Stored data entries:
Segment Open
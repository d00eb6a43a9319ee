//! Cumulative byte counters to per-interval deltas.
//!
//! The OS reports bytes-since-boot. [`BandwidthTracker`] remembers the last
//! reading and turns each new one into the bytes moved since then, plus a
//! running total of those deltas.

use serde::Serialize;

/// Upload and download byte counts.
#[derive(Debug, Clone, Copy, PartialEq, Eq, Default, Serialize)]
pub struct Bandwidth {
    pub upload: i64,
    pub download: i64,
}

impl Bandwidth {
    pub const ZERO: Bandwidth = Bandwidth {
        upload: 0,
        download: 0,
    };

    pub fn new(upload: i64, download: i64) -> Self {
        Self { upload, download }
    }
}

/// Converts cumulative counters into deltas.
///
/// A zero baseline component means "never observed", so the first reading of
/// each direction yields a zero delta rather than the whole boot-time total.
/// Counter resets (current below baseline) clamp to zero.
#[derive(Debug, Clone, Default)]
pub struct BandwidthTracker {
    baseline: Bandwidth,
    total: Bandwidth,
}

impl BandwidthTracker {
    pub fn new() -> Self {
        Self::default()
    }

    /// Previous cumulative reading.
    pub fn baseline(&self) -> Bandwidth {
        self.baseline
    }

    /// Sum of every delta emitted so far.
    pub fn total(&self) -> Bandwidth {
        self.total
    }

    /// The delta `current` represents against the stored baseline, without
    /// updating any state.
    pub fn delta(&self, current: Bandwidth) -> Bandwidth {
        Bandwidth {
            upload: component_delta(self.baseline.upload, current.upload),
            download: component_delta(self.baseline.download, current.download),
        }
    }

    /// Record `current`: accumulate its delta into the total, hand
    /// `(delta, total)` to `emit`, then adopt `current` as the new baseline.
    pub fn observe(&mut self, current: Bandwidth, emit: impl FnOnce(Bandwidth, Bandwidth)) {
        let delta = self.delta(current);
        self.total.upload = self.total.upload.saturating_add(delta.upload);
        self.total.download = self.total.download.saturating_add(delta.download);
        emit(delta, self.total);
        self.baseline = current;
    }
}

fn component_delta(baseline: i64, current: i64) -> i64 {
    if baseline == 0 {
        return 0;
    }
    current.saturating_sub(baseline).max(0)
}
Segment Closed
Segment Open
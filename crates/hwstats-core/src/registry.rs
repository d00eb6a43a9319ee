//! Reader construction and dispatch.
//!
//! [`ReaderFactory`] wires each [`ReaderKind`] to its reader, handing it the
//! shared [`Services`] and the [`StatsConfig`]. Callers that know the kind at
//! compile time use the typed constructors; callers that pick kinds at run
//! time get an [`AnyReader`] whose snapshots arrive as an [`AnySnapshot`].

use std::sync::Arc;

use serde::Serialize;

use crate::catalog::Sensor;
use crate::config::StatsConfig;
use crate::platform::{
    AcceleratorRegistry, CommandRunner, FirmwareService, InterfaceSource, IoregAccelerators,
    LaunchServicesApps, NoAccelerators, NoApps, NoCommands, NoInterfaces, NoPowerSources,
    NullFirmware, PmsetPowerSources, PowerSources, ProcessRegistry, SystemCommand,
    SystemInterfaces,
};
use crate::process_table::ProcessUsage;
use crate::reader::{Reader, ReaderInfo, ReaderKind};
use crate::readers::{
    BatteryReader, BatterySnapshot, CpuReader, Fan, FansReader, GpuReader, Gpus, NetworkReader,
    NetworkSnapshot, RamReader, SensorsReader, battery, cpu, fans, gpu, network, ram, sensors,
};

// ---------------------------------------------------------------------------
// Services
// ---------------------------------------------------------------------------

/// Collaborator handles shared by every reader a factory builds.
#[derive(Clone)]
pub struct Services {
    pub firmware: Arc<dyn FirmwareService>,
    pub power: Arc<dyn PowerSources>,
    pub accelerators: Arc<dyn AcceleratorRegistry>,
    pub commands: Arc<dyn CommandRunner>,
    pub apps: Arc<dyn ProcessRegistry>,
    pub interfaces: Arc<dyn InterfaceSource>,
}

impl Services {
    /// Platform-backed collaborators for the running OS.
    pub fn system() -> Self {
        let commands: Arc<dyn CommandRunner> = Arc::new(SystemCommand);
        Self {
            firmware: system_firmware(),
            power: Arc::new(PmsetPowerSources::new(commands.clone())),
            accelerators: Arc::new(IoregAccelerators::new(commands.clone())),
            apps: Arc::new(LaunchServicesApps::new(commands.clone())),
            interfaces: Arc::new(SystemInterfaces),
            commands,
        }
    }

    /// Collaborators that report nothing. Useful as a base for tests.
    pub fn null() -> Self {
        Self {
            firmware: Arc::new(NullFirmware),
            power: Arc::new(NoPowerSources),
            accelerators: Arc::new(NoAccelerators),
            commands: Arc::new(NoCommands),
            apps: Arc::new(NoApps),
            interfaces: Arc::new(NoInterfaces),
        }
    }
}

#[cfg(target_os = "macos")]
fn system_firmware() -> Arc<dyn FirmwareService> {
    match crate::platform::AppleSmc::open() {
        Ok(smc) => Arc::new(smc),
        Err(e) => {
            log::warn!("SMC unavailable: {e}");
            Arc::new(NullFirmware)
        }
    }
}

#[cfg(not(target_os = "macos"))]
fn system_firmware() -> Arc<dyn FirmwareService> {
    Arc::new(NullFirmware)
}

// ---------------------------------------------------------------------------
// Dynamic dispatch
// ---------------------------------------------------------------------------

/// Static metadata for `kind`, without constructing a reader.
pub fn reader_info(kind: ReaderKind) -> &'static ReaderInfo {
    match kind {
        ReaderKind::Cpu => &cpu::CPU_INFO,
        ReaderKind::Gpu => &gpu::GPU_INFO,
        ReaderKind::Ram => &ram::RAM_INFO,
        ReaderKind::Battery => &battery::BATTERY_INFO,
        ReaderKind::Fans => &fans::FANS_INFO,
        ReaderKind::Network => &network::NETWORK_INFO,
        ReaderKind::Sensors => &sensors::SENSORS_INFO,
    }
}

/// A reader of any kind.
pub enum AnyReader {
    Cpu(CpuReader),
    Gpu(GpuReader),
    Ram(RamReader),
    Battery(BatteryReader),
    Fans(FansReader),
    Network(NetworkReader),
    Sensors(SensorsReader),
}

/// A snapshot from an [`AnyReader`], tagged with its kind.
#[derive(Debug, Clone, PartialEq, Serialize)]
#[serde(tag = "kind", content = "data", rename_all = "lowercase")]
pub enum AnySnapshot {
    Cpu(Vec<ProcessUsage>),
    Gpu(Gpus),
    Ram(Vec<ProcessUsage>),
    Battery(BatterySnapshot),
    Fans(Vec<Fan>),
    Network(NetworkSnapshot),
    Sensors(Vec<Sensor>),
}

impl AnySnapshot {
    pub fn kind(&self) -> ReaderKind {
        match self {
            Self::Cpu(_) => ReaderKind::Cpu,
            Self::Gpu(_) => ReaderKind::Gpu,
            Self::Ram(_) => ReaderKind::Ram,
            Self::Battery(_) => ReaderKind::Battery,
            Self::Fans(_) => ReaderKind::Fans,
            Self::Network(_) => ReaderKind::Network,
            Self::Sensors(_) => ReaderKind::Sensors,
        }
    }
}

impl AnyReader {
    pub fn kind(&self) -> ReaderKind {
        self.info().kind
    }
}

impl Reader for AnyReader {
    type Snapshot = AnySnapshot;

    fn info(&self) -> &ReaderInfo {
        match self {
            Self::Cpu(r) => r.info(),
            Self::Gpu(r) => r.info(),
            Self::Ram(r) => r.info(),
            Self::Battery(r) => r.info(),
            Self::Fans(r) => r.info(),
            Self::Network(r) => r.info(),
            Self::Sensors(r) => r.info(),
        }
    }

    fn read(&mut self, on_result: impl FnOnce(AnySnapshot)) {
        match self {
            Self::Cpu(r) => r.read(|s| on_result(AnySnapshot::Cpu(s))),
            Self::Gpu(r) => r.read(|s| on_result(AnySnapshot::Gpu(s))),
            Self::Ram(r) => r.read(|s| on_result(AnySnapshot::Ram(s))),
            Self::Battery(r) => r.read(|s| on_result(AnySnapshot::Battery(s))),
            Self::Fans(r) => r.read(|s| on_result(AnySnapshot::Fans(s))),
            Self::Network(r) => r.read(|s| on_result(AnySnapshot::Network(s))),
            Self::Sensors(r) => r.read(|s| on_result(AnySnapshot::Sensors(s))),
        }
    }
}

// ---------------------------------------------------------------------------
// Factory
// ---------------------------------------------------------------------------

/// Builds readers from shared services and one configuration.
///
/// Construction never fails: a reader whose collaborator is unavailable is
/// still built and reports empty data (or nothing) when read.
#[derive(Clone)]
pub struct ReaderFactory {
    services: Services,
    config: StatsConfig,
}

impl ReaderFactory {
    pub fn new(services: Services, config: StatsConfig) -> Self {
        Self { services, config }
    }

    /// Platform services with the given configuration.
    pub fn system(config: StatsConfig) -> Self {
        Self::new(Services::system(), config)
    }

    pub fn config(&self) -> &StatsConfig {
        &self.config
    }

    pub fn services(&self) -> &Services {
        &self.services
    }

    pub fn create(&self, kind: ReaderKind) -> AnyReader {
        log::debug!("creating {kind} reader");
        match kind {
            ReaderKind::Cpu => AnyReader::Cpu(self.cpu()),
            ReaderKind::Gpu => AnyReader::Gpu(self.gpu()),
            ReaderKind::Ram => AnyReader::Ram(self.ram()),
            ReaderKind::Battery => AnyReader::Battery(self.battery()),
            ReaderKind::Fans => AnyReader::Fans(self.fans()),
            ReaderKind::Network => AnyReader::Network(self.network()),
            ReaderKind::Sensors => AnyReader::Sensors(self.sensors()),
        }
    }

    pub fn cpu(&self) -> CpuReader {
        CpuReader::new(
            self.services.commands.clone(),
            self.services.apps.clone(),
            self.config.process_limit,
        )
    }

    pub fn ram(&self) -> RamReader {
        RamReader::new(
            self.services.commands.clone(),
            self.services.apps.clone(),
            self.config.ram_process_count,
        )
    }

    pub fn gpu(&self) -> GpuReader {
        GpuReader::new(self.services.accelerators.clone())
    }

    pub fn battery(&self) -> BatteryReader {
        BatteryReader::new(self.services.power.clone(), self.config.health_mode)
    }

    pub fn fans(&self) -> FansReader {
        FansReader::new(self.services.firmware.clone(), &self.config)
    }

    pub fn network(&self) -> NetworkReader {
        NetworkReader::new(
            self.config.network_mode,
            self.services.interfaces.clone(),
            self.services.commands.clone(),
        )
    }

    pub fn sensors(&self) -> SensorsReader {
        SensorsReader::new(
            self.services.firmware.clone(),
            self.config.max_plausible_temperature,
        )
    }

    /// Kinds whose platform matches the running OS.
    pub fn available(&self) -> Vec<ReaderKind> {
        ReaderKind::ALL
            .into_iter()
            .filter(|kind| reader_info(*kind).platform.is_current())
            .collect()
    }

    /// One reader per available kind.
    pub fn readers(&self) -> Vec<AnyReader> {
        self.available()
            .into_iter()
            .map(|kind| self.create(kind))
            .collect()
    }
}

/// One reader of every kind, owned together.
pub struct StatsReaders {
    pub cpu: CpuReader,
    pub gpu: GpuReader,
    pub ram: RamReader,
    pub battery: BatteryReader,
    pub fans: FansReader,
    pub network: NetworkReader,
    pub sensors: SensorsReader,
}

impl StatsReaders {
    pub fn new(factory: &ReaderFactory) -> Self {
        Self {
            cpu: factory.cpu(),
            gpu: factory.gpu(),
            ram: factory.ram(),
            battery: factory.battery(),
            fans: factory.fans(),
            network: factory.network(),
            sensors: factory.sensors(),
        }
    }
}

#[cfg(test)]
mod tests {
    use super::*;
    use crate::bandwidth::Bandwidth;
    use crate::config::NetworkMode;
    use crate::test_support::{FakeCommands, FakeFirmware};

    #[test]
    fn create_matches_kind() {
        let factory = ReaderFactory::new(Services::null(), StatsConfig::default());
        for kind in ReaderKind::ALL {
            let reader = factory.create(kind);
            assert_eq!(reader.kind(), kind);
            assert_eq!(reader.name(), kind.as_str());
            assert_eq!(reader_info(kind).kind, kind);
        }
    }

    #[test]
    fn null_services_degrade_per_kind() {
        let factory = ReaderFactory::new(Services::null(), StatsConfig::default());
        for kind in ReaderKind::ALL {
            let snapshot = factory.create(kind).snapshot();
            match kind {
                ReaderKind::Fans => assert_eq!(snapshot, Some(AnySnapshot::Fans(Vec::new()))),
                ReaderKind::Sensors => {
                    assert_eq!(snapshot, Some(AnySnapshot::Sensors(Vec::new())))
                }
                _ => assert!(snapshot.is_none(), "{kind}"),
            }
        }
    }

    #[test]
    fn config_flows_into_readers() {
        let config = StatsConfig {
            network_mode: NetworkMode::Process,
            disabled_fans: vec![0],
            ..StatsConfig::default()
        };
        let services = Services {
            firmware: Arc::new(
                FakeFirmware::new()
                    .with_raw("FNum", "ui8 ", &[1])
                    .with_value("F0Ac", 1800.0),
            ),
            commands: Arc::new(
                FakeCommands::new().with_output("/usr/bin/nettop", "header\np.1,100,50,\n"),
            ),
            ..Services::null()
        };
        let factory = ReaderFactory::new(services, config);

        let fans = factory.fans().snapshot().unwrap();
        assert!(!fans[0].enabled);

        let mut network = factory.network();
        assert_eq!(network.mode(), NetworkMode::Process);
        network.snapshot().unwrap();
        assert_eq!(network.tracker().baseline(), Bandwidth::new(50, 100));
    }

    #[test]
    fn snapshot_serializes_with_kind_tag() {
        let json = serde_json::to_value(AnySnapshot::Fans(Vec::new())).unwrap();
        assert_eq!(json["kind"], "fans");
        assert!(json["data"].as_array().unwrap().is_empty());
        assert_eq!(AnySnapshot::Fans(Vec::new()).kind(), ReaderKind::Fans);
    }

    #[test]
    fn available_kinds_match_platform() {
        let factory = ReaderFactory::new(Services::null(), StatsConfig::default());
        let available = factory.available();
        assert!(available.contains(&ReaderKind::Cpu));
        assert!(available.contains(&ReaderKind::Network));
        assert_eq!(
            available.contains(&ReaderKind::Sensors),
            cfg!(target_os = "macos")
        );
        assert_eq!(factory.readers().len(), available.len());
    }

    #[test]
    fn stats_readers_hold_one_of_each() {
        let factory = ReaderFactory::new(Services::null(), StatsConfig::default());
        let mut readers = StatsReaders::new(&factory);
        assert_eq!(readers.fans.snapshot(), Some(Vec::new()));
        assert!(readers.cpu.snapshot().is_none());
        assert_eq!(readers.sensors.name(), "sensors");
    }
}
Segment Closed
Segment Open
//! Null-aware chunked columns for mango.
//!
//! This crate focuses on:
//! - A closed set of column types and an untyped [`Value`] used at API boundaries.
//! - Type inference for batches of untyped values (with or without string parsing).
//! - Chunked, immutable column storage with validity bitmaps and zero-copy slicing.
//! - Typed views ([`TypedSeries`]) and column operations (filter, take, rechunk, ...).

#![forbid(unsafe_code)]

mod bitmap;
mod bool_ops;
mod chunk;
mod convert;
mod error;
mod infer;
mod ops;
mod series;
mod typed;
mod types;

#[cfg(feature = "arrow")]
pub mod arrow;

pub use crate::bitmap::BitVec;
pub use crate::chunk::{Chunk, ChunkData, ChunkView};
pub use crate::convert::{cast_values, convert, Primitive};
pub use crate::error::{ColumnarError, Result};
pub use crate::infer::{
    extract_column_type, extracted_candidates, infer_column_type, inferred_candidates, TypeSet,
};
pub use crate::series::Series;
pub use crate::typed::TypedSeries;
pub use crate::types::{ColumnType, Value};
Segment Closed
After locating the line holding "pub fn delta(&self, current: Bandwidth)" above, output exactly that line and every line after it through the line holding "the total, hand". Include nothing else.

■ Exercise output ■
    pub fn delta(&self, current: Bandwidth) -> Bandwidth {
        Bandwidth {
            upload: component_delta(self.baseline.upload, current.upload),
            download: component_delta(self.baseline.download, current.download),
        }
    }

    /// Record `current`: accumulate its delta into the total, hand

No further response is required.